Я позвонил Диджиокасу и доложил о своей встрече с Рощиным. Он сказал, что едет в Москву на стажировку и берет с собой мои пьесы, чтобы показать Ефремову.
Через две недели я был у Рощина. Очень приветливо со мной поздоровался, перед ним уже лежали на столе мои пьесы, и медленно заговорил:
- Читал, но надо их обсудить еще коллективно – у нас такой принцип. А что вам сказал Глаголин? Для нас мнение режиссера самое главное. Мы можем пьесу принять, но заставить его не можем…И что же это он? Сам вас так хвалил, а передал Диджиокасу…
Он многозначительно помолчал и начал расспрашивать обо мне, где учился, печатался. Я коротко отвечал, весь в ожидании продолжения разговора, ради которого и пришел к нему. И, не дожидаясь нового вопроса, спросил в упор:
- Скажите хоть несколько слов о пьесе «Возраст Христа».
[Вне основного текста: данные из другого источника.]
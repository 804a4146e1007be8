//! Trace-correlated log records.
//!
//! The [`CorrelationLayer`] plugs into a `tracing` subscriber stack and
//! converts every event into a [`LogRecord`], stamping it with the trace
//! and span ids of the active span so logs and traces can be joined in the
//! backend. Records are handed to a [`LogSink`].

mod layer;

pub use layer::CorrelationLayer;

use crate::trace::{SpanId, TraceId};
use crate::KeyValue;
use std::fmt::Debug;
use std::sync::{Arc, Mutex};
use std::time::SystemTime;
use tracing_core::Level;

/// Severity of a [`LogRecord`], mapped from the `tracing` level.
#[derive(Clone, Copy, Debug, PartialEq, Eq, PartialOrd, Ord)]
pub enum Severity {
    /// Finer-grained than Debug.
    Trace,
    /// Debugging information.
    Debug,
    /// Routine information.
    Info,
    /// Something unexpected, but recoverable.
    Warn,
    /// An operation failed.
    Error,
}

impl From<&Level> for Severity {
    fn from(level: &Level) -> Self {
        match *level {
            Level::TRACE => Severity::Trace,
            Level::DEBUG => Severity::Debug,
            Level::INFO => Severity::Info,
            Level::WARN => Severity::Warn,
            Level::ERROR => Severity::Error,
        }
    }
}

/// A single log event, annotated with the active span's identifiers.
#[derive(Clone, Debug)]
pub struct LogRecord {
    /// When the event was observed.
    pub timestamp: SystemTime,
    /// Severity mapped from the event's level.
    pub severity: Severity,
    /// The event's target, typically its module path.
    pub target: String,
    /// The event's message field.
    pub body: String,
    /// The event's remaining fields.
    pub attributes: Vec<KeyValue>,
    /// Trace id of the active span, if a span was active.
    pub trace_id: Option<TraceId>,
    /// Span id of the active span, if a span was active.
    pub span_id: Option<SpanId>,
}

/// Destination for correlated [`LogRecord`]s.
pub trait LogSink: Send + Sync + Debug {
    /// Accept a record. Called inline from the logging call site, so
    /// implementations should hand off quickly.
    fn emit(&self, record: LogRecord);
}

/// A [`LogSink`] that stores records in memory, for tests and debugging.
///
/// Clones share the same storage.
#[derive(Clone, Debug, Default)]
pub struct InMemoryLogSink {
    records: Arc<Mutex<Vec<LogRecord>>>,
}

impl InMemoryLogSink {
    /// Returns the records received so far.
    pub fn get_records(&self) -> Vec<LogRecord> {
        self.records.lock().map(|r| r.clone()).unwrap_or_default()
    }

    /// Clears the stored records.
    pub fn reset(&self) {
        if let Ok(mut records) = self.records.lock() {
            records.clear();
        }
    }
}

impl LogSink for InMemoryLogSink {
    fn emit(&self, record: LogRecord) {
        if let Ok(mut records) = self.records.lock() {
            records.push(record);
        }
    }
}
- Сейчас я ничего вам говорить не буду, - он помолчал, и было как-то не по себе увидеть, как он отводит свой смущенный взгляд. – Ведь это будет субъективное мнение. А надо, чтобы все высказались: каждый скажет свое, а я скажу свое. Вот сейчас, к сорокалетию Победы, мы даем заказ: написать пьесу. Может, возьметесь? Учить вас мне не надо, как пишут пьесы: вижу, вы это знаете лучше меня. Этот заказ мы даем всем: от Быкова и ниже.
- Надо подумать, - растерянно произнес я. – Дело в том, что я никогда не писал по заказу.
- Понимаю. Это видно по вашим пьесам. И все же подумайте, попробуйте.
Когда я вышел из кабинета, меня встретил Асташонок и начал успокаивать:
- Все будет, мне кажется, очень хорошо даже при твоей фамилии. Верно, что ты подписываешься псевдонимом. Единственное, чем могу помочь: постараться провести обсуждение побыстрее, - и тут же начал, как обычно, мрачнея, жаловаться на загруженность и ответственность в своей работе: - Да, деньги просто так не платят. А сколько надо мне перечитать! Писать некогда. Правда, пока и не пишется. Ведь меня сразу сюда приняли как редактора, с корабля на бал, и без всякой учебы…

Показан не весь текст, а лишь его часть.